In fact, a lot of people go through half of their adulthood without ever hearing of the term “budgeting.” You can guess how bad that is for someone looking to have more control over their finances.

The antidote is to educate yourself as much as possible. Learn how banks, credit cards, loans, debt, and mortgages work. These will set you on the right path to start sorting out your budget at your own pace.

8. Not Following The 70% Budget Rule:

Adding on to the idea of financial literacy, many people can make immediate changes to their budget by reading about and following what’s known as the 70% budget rule.

It’s one of those tried-and-true rules that seems to work forever. Basically, you start by taking your monthly income and doing the following:

  • Set aside 70% of it for monthly expenses - the core essentials.
  • Leave 20% for savings.
  • The remaining 10% goes into either your retirement/pension, college expenses, or investment purposes.

There you have it! The rule works like a charm because it’s so simple to apply.

9. Going Into Debt:

We touched on this briefly, but it deserves a place of its own. Debt is a nightmare for your budgeting goals.

It’s easy to see why. You always have the option of going into your local bank, signing off a few papers, and borrowing money to buy that car you’ve always wanted. Then, you simply keep paying off that debt over the course of a decade.

What many people fail to account for here is the fact that debt piles up VERY quickly, and if you don’t keep track of it, you’re doomed for life.

With a budget in place, you have a tool that helps you stay OUT of debt. This is because a budget makes it easy to set down offers to pay back your creditors over a realistic period of time.

Again, don’t overspend, and you’ll never go into debt.

10. Not Knowing The Difference Between Savings & Budget:

While both might seem similar, and they are in a sense because you are trying to lower expenses and leave extra money aside, they are still different.

A budget is (or should be) an exact estimate of your revenue and daily expenses tracked over a certain period of time.
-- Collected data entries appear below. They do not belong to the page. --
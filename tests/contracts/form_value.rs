//! Form value contracts
//!
//! The hidden field carries the selected values joined with `"||"`, selection
//! order first and inferred groups last.

use crate::common::*;

#[test]
fn contract_form_value_round_trips_through_toggle() {
    let env = TestEnv::builder().build();

    let mut form = String::new();
    for value in ["listeria", "vol", "salmonella"] {
        let result = env.run(&["toggle", "-s", &form, value, "--tree", "tree.json"]);
        assert!(result.success, "toggle {} failed: {}", value, result.stderr);
        form = result.lines()[0].to_string();
    }
    assert_eq!(form, "listeria||vol||salmonella||bact");

    let result = env.run(&["toggle", "-s", &form, "listeria", "--tree", "tree.json"]);
    assert_eq!(result.lines()[0], "vol||salmonella");
}

#[test]
fn contract_inferred_groups_are_not_duplicated() {
    let env = TestEnv::builder().build();
    let result = env.run(&[
        "aggregate",
        "bov||ruminants||ovi",
        "--tree",
        "tree.json",
    ]);

    assert_eq!(result.lines(), ["bov||ruminants||ovi"]);
}

#[test]
fn contract_empty_form_value_is_no_selection() {
    let env = TestEnv::builder().build();
    let event = env
        .run(&["toggle", "-s", "||", "vol", "--tree", "tree.json", "--json"])
        .json();

    assert_eq!(event["selection"], serde_json::json!(["vol"]));
}
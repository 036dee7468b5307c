//! Configuration contracts
//!
//! Priority: CLI flags > env vars > ./catpick.toml > user config > defaults

use crate::common::*;

const ONE_ROOT: &str = r#"[{ "value": "solo", "name": "Solo" }]"#;
const OTHER_ROOT: &str = r#"[{ "value": "autre", "name": "Autre" }]"#;

fn tree_config(path: &str) -> String {
    format!("[tree]\npath = \"{}\"\n", path)
}

mod config_priority {
    use super::*;

    #[test]
    fn contract_cli_flag_overrides_env_and_config() {
        let env = TestEnv::builder()
            .with_project_config(&tree_config("tree.json"))
            .build();
        env.write_project_file("flag.json", ONE_ROOT);
        env.write_project_file("env.json", OTHER_ROOT);

        let result = env.run_with_env(
            &["path", "solo", "--tree", "flag.json"],
            &[("CATPICK_TREE", "env.json")],
        );
        assert_eq!(result.lines(), ["Solo"], "stderr: {}", result.stderr);
    }

    #[test]
    fn contract_env_overrides_project_config() {
        let env = TestEnv::builder()
            .with_project_config(&tree_config("tree.json"))
            .build();
        env.write_project_file("env.json", OTHER_ROOT);

        let result = env.run_with_env(&["path", "autre"], &[("CATPICK_TREE", "env.json")]);
        assert_eq!(result.lines(), ["Autre"], "stderr: {}", result.stderr);
    }

    #[test]
    fn contract_project_config_overrides_user_config() {
        let env = TestEnv::builder()
            .with_project_config(&tree_config("tree.json"))
            .with_home_config(&tree_config("user.json"))
            .build();
        env.write_home_file("catpick/user.json", OTHER_ROOT);

        let result = env.run(&["path", "bov"]);
        assert_eq!(result.lines(), ["Animaux > Ruminants > Bovins"]);
    }

    #[test]
    fn contract_user_config_is_used_without_project_config() {
        let env = TestEnv::builder()
            .with_home_config(&tree_config("user.json"))
            .build();
        env.write_home_file("catpick/user.json", OTHER_ROOT);

        let result = env.run(&["path", "autre"]);
        assert_eq!(result.lines(), ["Autre"], "stderr: {}", result.stderr);
    }

    #[test]
    fn contract_explicit_config_file_is_required() {
        let env = TestEnv::builder().build();
        let result = env.run(&["check", "--config", "missing.toml"]);

        assert!(!result.success);
        assert!(result.stderr.contains("failed to load config"));
    }

    #[test]
    fn contract_explicit_config_file_resolves_relative_tree() {
        let env = TestEnv::builder().without_tree().build();
        env.write_project_file("conf/settings.toml", &tree_config("data/tree.json"));
        env.write_project_file("conf/data/tree.json", ONE_ROOT);

        let result = env.run(&["path", "solo", "--config", "conf/settings.toml"]);
        assert_eq!(result.lines(), ["Solo"], "stderr: {}", result.stderr);
    }
}

mod config_warnings {
    use super::*;

    #[test]
    fn contract_unknown_key_warns_and_continues() {
        let env = TestEnv::builder()
            .with_project_config("[tree]\npath = \"tree.json\"\n\n[picker]\nplacehodler = \"x\"\n")
            .build();

        let result = env.run(&["path", "vol"]);
        assert!(result.success, "stderr: {}", result.stderr);
        assert_eq!(result.lines(), ["Animaux > Volailles"]);
        assert!(
            result.stderr.contains("unknown config key"),
            "stderr: {}",
            result.stderr
        );
    }

    #[test]
    fn contract_invalid_project_config_falls_back_to_defaults() {
        let env = TestEnv::builder()
            .with_project_config("[tree\npath = ")
            .build();

        let result = env.run(&["path", "vol", "--tree", "tree.json"]);
        assert!(result.success, "stderr: {}", result.stderr);
        assert!(result.stderr.contains("ignoring unreadable config"));
    }
}
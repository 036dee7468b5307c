#![no_main]

use libfuzzer_sys::fuzz_target;

fuzz_target!(|data: &[u8]| {
    if let Ok(content) = std::str::from_utf8(data) {
        // Payload parsing and the tree walks should never panic
        if let Ok(tree) = catpick::CategoryTree::from_json(content) {
            for (node, _) in tree.walk() {
                let _ = tree.breadcrumb(node.value(), " > ");
                let _ = tree.is_intermediate_node_with_children(node.value());
            }
        }
    }
});
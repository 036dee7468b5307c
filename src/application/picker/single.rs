//! Single-select picker
//!
//! Picking a value renders its breadcrumb; picking a second-level group
//! raises the contextual notice shown next to the field.

use std::sync::Arc;

use crate::domain::entities::CategoryTree;
use crate::domain::services::{SearchHit, BREADCRUMB_SEPARATOR};
use crate::domain::value_objects::{HeaderVisibility, SingleSelection};
use crate::error::{CatpickError, CatpickResult};

#[derive(Debug, Clone)]
pub struct SinglePicker {
    tree: Arc<CategoryTree>,
    selection: SingleSelection,
    query: String,
    header: HeaderVisibility,
    separator: String,
}

impl SinglePicker {
    pub fn new(tree: Arc<CategoryTree>) -> Self {
        Self {
            tree,
            selection: SingleSelection::default(),
            query: String::new(),
            header: HeaderVisibility::default(),
            separator: BREADCRUMB_SEPARATOR.to_string(),
        }
    }

    pub fn with_separator(mut self, separator: impl Into<String>) -> Self {
        self.separator = separator.into();
        self
    }

    pub fn tree(&self) -> &CategoryTree {
        &self.tree
    }

    pub fn value(&self) -> Option<&str> {
        self.selection.value()
    }

    pub fn pick(&mut self, value: &str) -> CatpickResult<()> {
        if !self.tree.contains(value) {
            return Err(CatpickError::UnknownValue {
                value: value.to_string(),
            });
        }
        self.selection.set(value);
        tracing::trace!(value, "category picked");
        Ok(())
    }

    pub fn clear(&mut self) {
        self.selection.clear();
    }

    /// Breadcrumb of the picked value, empty when nothing is picked
    pub fn breadcrumb(&self) -> String {
        self.selection
            .value()
            .map(|v| self.tree.breadcrumb(v, &self.separator))
            .unwrap_or_default()
    }

    /// The picked value is a second-level group rather than a leaf
    pub fn shows_group_notice(&self) -> bool {
        self.selection
            .value()
            .is_some_and(|v| self.tree.is_intermediate_node_with_children(v))
    }

    pub fn set_query(&mut self, query: impl Into<String>) {
        self.query = query.into();
        self.header.update(&self.query);
    }

    pub fn query(&self) -> &str {
        &self.query
    }

    pub fn header(&self) -> HeaderVisibility {
        self.header
    }

    pub fn search_hits(&self) -> Vec<SearchHit<'_>> {
        self.tree.search(&self.query)
    }

    pub fn form_value(&self) -> String {
        self.selection.to_form_value()
    }
}
//! Property tests for level aggregation.

use proptest::prelude::*;

use catpick::add_aggregate_selections;

use crate::strategies::{all_values, three_level_tree};

proptest! {
    #![proptest_config(ProptestConfig {
        cases: 128,
        .. ProptestConfig::default()
    })]

    /// PROPERTY: The input selection is a prefix of the output.
    #[test]
    fn property_aggregate_preserves_input_prefix(
        (roots, picks) in three_level_tree().prop_flat_map(|roots| {
            let values = all_values(&roots);
            let picks = proptest::sample::subsequence(values.clone(), 0..=values.len());
            (Just(roots), picks)
        })
    ) {
        let out = add_aggregate_selections(&roots, &picks);
        prop_assert!(out.len() >= picks.len());
        prop_assert_eq!(&out[..picks.len()], &picks[..]);
    }

    /// PROPERTY: Appended values are distinct and absent from the input.
    #[test]
    fn property_aggregate_appends_each_group_once(
        (roots, picks) in three_level_tree().prop_flat_map(|roots| {
            let values = all_values(&roots);
            let picks = proptest::sample::subsequence(values.clone(), 0..=values.len());
            (Just(roots), picks)
        })
    ) {
        let out = add_aggregate_selections(&roots, &picks);
        let appended = &out[picks.len()..];
        for (i, v) in appended.iter().enumerate() {
            prop_assert!(!picks.contains(v));
            prop_assert!(!appended[i + 1..].contains(v));
        }
    }

    /// PROPERTY: A group is appended iff it has leaves and all are selected.
    #[test]
    fn property_aggregate_matches_full_coverage(
        (roots, picks) in three_level_tree().prop_flat_map(|roots| {
            let values = all_values(&roots);
            let picks = proptest::sample::subsequence(values.clone(), 0..=values.len());
            (Just(roots), picks)
        })
    ) {
        let out = add_aggregate_selections(&roots, &picks);
        for root in &roots {
            for group in root.children() {
                let covered = !group.children().is_empty()
                    && group.children().iter().all(|c| picks.iter().any(|p| p == c.value()));
                let present = out.iter().any(|v| v == group.value());
                let already = picks.iter().any(|p| p == group.value());
                prop_assert_eq!(present, covered || already);
            }
        }
    }

    /// PROPERTY: Aggregation is idempotent.
    #[test]
    fn property_aggregate_is_idempotent(
        (roots, picks) in three_level_tree().prop_flat_map(|roots| {
            let values = all_values(&roots);
            let picks = proptest::sample::subsequence(values.clone(), 0..=values.len());
            (Just(roots), picks)
        })
    ) {
        let once = add_aggregate_selections(&roots, &picks);
        let twice = add_aggregate_selections(&roots, &once);
        prop_assert_eq!(once, twice);
    }
}
//! Value Objects
//!
//! Small immutable-by-contract types owned by a single picker instance.

mod header;
mod selection;

pub use header::HeaderVisibility;
pub use selection::{
    parse_form_value, to_form_value, Selection, SingleSelection, FORM_VALUE_DELIMITER,
};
Savings are what’s left of your money after your daily expenses. Savings also require you to plan for them over a period of time.

Your budget has a direct impact on your savings. When you do away with unneeded expenses and become more mindful of your spending, you create a better opportunity to grow your savings.

Two birds with one stone!

Read also: Money Management Tips

In Conclusion:

Budgeting can be one of the most challenging yet useful habits you can implement in your life. Many barriers exist that stop people from budgeting properly. They can be either economic or social in nature.

This article has gone over 10 common mistakes people make when deciding to budget. These mistakes can all be avoided by following common sense, educating yourself about finances, and setting long-term goals of cutting down on expenses and building up your savings.